Survivor recounts Chinese torture

Aman Turkel wept as he spoke to GW students and others Thursday evening about his torture and heinous treatment at the hands of the Chinese government. Turkel spoke through an interpreter in Lisner Hall, recounting his experiences with brutality in a Chinese prison and what he described as Chinese “persecution” of his native people, the Uyghurs.

Turkel, who used a pseudonym because he fears reprisals from the Chinese government for speaking out against the treatment of his people, lives in the United States. He was arrested in 1995 for organizing what he described as a Chinese YMCA.

“It was nothing political,” Turkel said. “The Chinese government fears any form of organized gathering and that is why I was arrested.”

Turkel came to speak to the assembly at GW through an organization called the Uyghur Human Rights Coalition.

“Our main goal is to get a coalition to give support. The situation demands responsibility,” said Faisal Matadar, president of the GW Muslim Students Association. Several members of the MSA attended the event.

“We are trying to develop a grassroots organization to raise awareness of this issue,” said Kathy Polias, a third-year law student at Georgetown University Law Center and executive director of the Uyghur Human Rights Coalition. “We are trying to replicate what has been done so successfully with the Free Tibet movement across the nation’s campuses.”

Coalition organizers said raising awareness is the key to affecting change in the world.

Turkel used the same alias when he testified before the U.S. Senate about his captivity after escaping in 1995.

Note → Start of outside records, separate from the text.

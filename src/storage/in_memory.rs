//! In-memory storage backend for testing and development
//!
//! Documents are held as `serde_json::Value` per collection, so one store
//! serves every [`Record`] type. All commerce operations run under a single
//! write lock with no `.await` inside it, which makes each of them atomic
//! with respect to every other storage call.

use crate::core::entity::Record;
use crate::core::error::{ShopError, ShopResult};
use crate::core::service::{CommerceService, DataService};
use crate::entities::{
    Category, Order, OrderDraft, PricingPolicy, Product, ProductPatch, Review, StatusChange,
};
use anyhow::{Result, anyhow};
use async_trait::async_trait;
use chrono::Utc;
use serde_json::Value;
use std::collections::{BTreeMap, HashMap};
use std::sync::{Arc, RwLock, RwLockWriteGuard};
use uuid::Uuid;

type Collection = BTreeMap<Uuid, Value>;
type Collections = HashMap<&'static str, Collection>;

/// Fields that must be unique within a collection
fn unique_fields(collection: &str) -> &'static [&'static str] {
    match collection {
        "categories" => &["slug"],
        "users" | "admins" => &["email"],
        _ => &[],
    }
}

fn encode<T: Record>(record: &T) -> Result<Value> {
    serde_json::to_value(record).map_err(|e| anyhow!("Failed to serialize record: {}", e))
}

fn decode<T: Record>(value: &Value) -> Result<T> {
    serde_json::from_value(value.clone())
        .map_err(|e| anyhow!("Failed to deserialize record: {}", e))
}

/// String form used by `search`: strings as-is, scalars rendered
fn field_matches(value: Option<&Value>, expected: &str) -> bool {
    match value {
        Some(Value::String(s)) => s == expected,
        Some(Value::Number(n)) => n.to_string() == expected,
        Some(Value::Bool(b)) => b.to_string() == expected,
        _ => false,
    }
}

/// Reject `doc` if another document in `collection` shares a unique field
fn check_unique(collection_name: &str, collection: &Collection, id: &Uuid, doc: &Value) -> ShopResult<()> {
    for field in unique_fields(collection_name) {
        let Some(value) = doc.get(*field) else {
            continue;
        };
        let taken = collection
            .iter()
            .any(|(other_id, other)| other_id != id && other.get(*field) == Some(value));
        if taken {
            return Err(ShopError::Conflict(format!(
                "A record with this {} already exists in {}",
                field, collection_name
            )));
        }
    }
    Ok(())
}

/// In-memory store implementing every storage trait
///
/// Cheap to clone; clones share the same data.
#[derive(Clone, Default)]
pub struct InMemoryStore {
    collections: Arc<RwLock<Collections>>,
}

impl InMemoryStore {
    pub fn new() -> Self {
        Self::default()
    }

    fn write(&self) -> ShopResult<RwLockWriteGuard<'_, Collections>> {
        self.collections
            .write()
            .map_err(|e| ShopError::Storage(format!("Failed to acquire write lock: {}", e)))
    }
}

/// Typed view over the locked collections for multi-document operations
struct Tx<'a> {
    collections: &'a mut Collections,
}

impl Tx<'_> {
    fn get<T: Record>(&self, id: &Uuid) -> ShopResult<Option<T>> {
        match self
            .collections
            .get(T::resource_name())
            .and_then(|c| c.get(id))
        {
            Some(value) => Ok(Some(decode(value)?)),
            None => Ok(None),
        }
    }

    fn all<T: Record>(&self) -> ShopResult<Vec<T>> {
        self.collections
            .get(T::resource_name())
            .map(|c| c.values().map(decode).collect::<Result<Vec<T>>>())
            .transpose()
            .map(|records| records.unwrap_or_default())
            .map_err(ShopError::from)
    }

    fn encode_all<T: Record>(records: &[T]) -> ShopResult<Vec<(Uuid, Value)>> {
        records
            .iter()
            .map(|r| Ok((r.id(), encode(r)?)))
            .collect::<Result<Vec<_>>>()
            .map_err(ShopError::from)
    }

    /// Write already-encoded documents; cannot fail
    fn put_encoded(&mut self, collection: &'static str, docs: Vec<(Uuid, Value)>) {
        let target = self.collections.entry(collection).or_default();
        for (id, doc) in docs {
            target.insert(id, doc);
        }
    }
}

#[async_trait]
impl<T: Record> DataService<T> for InMemoryStore {
    async fn create(&self, record: T) -> Result<T> {
        let doc = encode(&record)?;
        let mut collections = self.write()?;
        let collection = collections.entry(T::resource_name()).or_default();
        check_unique(T::resource_name(), collection, &record.id(), &doc)?;
        collection.insert(record.id(), doc);
        Ok(record)
    }

    async fn get(&self, id: &Uuid) -> Result<Option<T>> {
        let collections = self
            .collections
            .read()
            .map_err(|e| anyhow!("Failed to acquire read lock: {}", e))?;

        collections
            .get(T::resource_name())
            .and_then(|c| c.get(id))
            .map(decode)
            .transpose()
    }

    async fn list(&self) -> Result<Vec<T>> {
        let collections = self
            .collections
            .read()
            .map_err(|e| anyhow!("Failed to acquire read lock: {}", e))?;

        let mut records = collections
            .get(T::resource_name())
            .map(|c| c.values().map(decode).collect::<Result<Vec<T>>>())
            .transpose()?
            .unwrap_or_default();
        records.sort_by_key(|r| std::cmp::Reverse(r.created_at()));
        Ok(records)
    }

    async fn update(&self, id: &Uuid, record: T) -> Result<T> {
        let doc = encode(&record)?;
        let mut collections = self.write()?;
        let collection = collections.entry(T::resource_name()).or_default();

        if !collection.contains_key(id) {
            return Err(ShopError::not_found(T::resource_name_singular(), id).into());
        }
        check_unique(T::resource_name(), collection, id, &doc)?;
        collection.insert(*id, doc);
        Ok(record)
    }

    async fn delete(&self, id: &Uuid) -> Result<()> {
        let mut collections = self.write()?;
        if let Some(collection) = collections.get_mut(T::resource_name()) {
            collection.remove(id);
        }
        Ok(())
    }

    async fn search(&self, field: &str, value: &str) -> Result<Vec<T>> {
        let collections = self
            .collections
            .read()
            .map_err(|e| anyhow!("Failed to acquire read lock: {}", e))?;

        let Some(collection) = collections.get(T::resource_name()) else {
            return Ok(Vec::new());
        };
        let mut records = collection
            .values()
            .filter(|doc| field_matches(doc.get(field), value))
            .map(decode)
            .collect::<Result<Vec<T>>>()?;
        records.sort_by_key(|r| std::cmp::Reverse(r.created_at()));
        Ok(records)
    }
}

#[async_trait]
impl CommerceService for InMemoryStore {
    async fn place_order(&self, draft: OrderDraft, pricing: PricingPolicy) -> ShopResult<Order> {
        let requested = draft.requested_quantities()?;

        let mut guard = self.write()?;
        let mut tx = Tx {
            collections: &mut guard,
        };

        let mut products = HashMap::with_capacity(requested.len());
        for id in requested.keys() {
            if let Some(product) = tx.get::<Product>(id)? {
                products.insert(*id, product);
            }
        }

        let now = Utc::now();
        let order = draft.build(&products, pricing, now)?;

        let mut decremented = Vec::with_capacity(requested.len());
        for (id, quantity) in &requested {
            if let Some(mut product) = products.remove(id) {
                product.stock -= quantity;
                product.updated_at = now;
                decremented.push(product);
            }
        }

        let product_docs = Tx::encode_all(&decremented)?;
        let order_doc = Tx::encode_all(std::slice::from_ref(&order))?;
        tx.put_encoded(Product::resource_name(), product_docs);
        tx.put_encoded(Order::resource_name(), order_doc);

        tracing::info!(
            order_id = %order.id,
            user_id = %order.user_id,
            total = order.total_price,
            "order placed"
        );
        Ok(order)
    }

    async fn change_order_status(
        &self,
        order_id: &Uuid,
        change: StatusChange,
    ) -> ShopResult<Order> {
        let mut guard = self.write()?;
        let mut tx = Tx {
            collections: &mut guard,
        };

        let mut order = tx
            .get::<Order>(order_id)?
            .ok_or_else(|| ShopError::not_found("order", order_id))?;
        let now = Utc::now();
        let effect = order.apply_status_change(&change, now)?;

        let mut restocked = Vec::new();
        if effect.restock {
            for (product_id, quantity) in order.quantities() {
                match tx.get::<Product>(&product_id)? {
                    Some(mut product) => {
                        product.stock = product.stock.saturating_add(quantity);
                        product.updated_at = now;
                        restocked.push(product);
                    }
                    None => {
                        tracing::warn!(%product_id, order_id = %order.id, "cannot restock deleted product");
                    }
                }
            }
        }

        let product_docs = Tx::encode_all(&restocked)?;
        let order_doc = Tx::encode_all(std::slice::from_ref(&order))?;
        tx.put_encoded(Product::resource_name(), product_docs);
        tx.put_encoded(Order::resource_name(), order_doc);

        if effect.restock {
            tracing::info!(order_id = %order.id, products = restocked.len(), "order cancelled, stock restored");
        }
        Ok(order)
    }

    async fn update_category(
        &self,
        category_id: &Uuid,
        category: Category,
    ) -> ShopResult<Category> {
        let mut guard = self.write()?;
        let mut tx = Tx {
            collections: &mut guard,
        };

        let existing = tx
            .get::<Category>(category_id)?
            .ok_or_else(|| ShopError::not_found("category", category_id))?;

        let doc = encode(&category)?;
        if let Some(collection) = tx.collections.get(Category::resource_name()) {
            check_unique(Category::resource_name(), collection, category_id, &doc)?;
        }

        let mut moved = Vec::new();
        if existing.name != category.name {
            for mut product in tx.all::<Product>()? {
                if product.in_category(&existing.name) {
                    product.category = category.name.clone();
                    product.updated_at = category.updated_at;
                    moved.push(product);
                }
            }
        }

        let product_docs = Tx::encode_all(&moved)?;
        tx.put_encoded(Product::resource_name(), product_docs);
        tx.put_encoded(Category::resource_name(), vec![(*category_id, doc)]);

        if !moved.is_empty() {
            tracing::info!(
                category = %category.name,
                products = moved.len(),
                "category renamed, products moved"
            );
        }
        Ok(category)
    }

    async fn delete_category(&self, category_id: &Uuid) -> ShopResult<()> {
        let mut guard = self.write()?;
        let mut tx = Tx {
            collections: &mut guard,
        };

        let existing = tx
            .get::<Category>(category_id)?
            .ok_or_else(|| ShopError::not_found("category", category_id))?;

        let referencing = tx
            .all::<Product>()?
            .iter()
            .filter(|p| p.in_category(&existing.name))
            .count();
        if referencing > 0 {
            return Err(ShopError::category_in_use(&existing.name, referencing as u64));
        }

        if let Some(collection) = tx.collections.get_mut(Category::resource_name()) {
            collection.remove(category_id);
        }
        Ok(())
    }

    async fn add_review(&self, product_id: &Uuid, review: Review) -> ShopResult<Product> {
        let mut guard = self.write()?;
        let mut tx = Tx {
            collections: &mut guard,
        };

        let mut product = tx
            .get::<Product>(product_id)?
            .filter(|p| p.is_active)
            .ok_or_else(|| ShopError::not_found("product", product_id))?;
        product.add_review(review)?;

        let docs = Tx::encode_all(std::slice::from_ref(&product))?;
        tx.put_encoded(Product::resource_name(), docs);
        Ok(product)
    }

    async fn update_product(&self, product_id: &Uuid, patch: ProductPatch) -> ShopResult<Product> {
        let mut guard = self.write()?;
        let mut tx = Tx {
            collections: &mut guard,
        };

        let mut product = tx
            .get::<Product>(product_id)?
            .ok_or_else(|| ShopError::not_found("product", product_id))?;
        product.apply_patch(patch);

        let docs = Tx::encode_all(std::slice::from_ref(&product))?;
        tx.put_encoded(Product::resource_name(), docs);
        Ok(product)
    }
}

“During the torture, one of the Chinese guards pointed his finger at me and said, `We will castrate the inferior masculinity of your turban-heads and prostitute your girls. What can you turban-heads do to our great Chinese nation? With our spit, you will all drown.’ Then, they used electric clubs to knock me down again and again,” Turkel said during his testimony, which he read at Thursday’s event.

The Uyghur people live in the Xinjiang Autonomous region in northwest China. Although the name may indicate autonomy, Erkin Dolat, who also used an assumed name, said the region’s name is simply a facade for a puppet Chinese regime.

“(Xinjiang) is a puppet autonomous region,” said Dolat, editor of the Uyghur Information Agency. “The Chinese control all military, economic, and political power in the area. The Uyghurs don’t share any religion, history, language or culture.”

The Chinese Communist Party captured the province in 1949 and established the Xinjiang Autonomous in 1955. The Chinese military tested nuclear weapons numerous times in rural areas of the Xinjiang area since taking it over.

The event included a screening of a BBC documentary highlighting the incidents of cancer and the Chinese government’s blanket denials of a connection with the weapons testing.

According to Chinese documents acquired by BBC, high rates of leukemia and other cancers among native populations of the Uyghur have been directly attributed to these nuclear tests.

Students from many D.C.-area schools attended the event to learn about conditions in China.

“I wasn’t really aware of the full situation,” University of Maryland freshman Anna Sharova said. “I hope that this does raise people’s awareness. I would like to get involved.”

“I hope that through the Peace Corps I can travel to Xinjiang,” said Catherine Matacic, also a freshman at Maryland. “I read about this on the internet and decided to come.”

The testimony of numerous Uyghurs was featured in the program.

“We should be grateful for our situation in the United States,” Matadar said.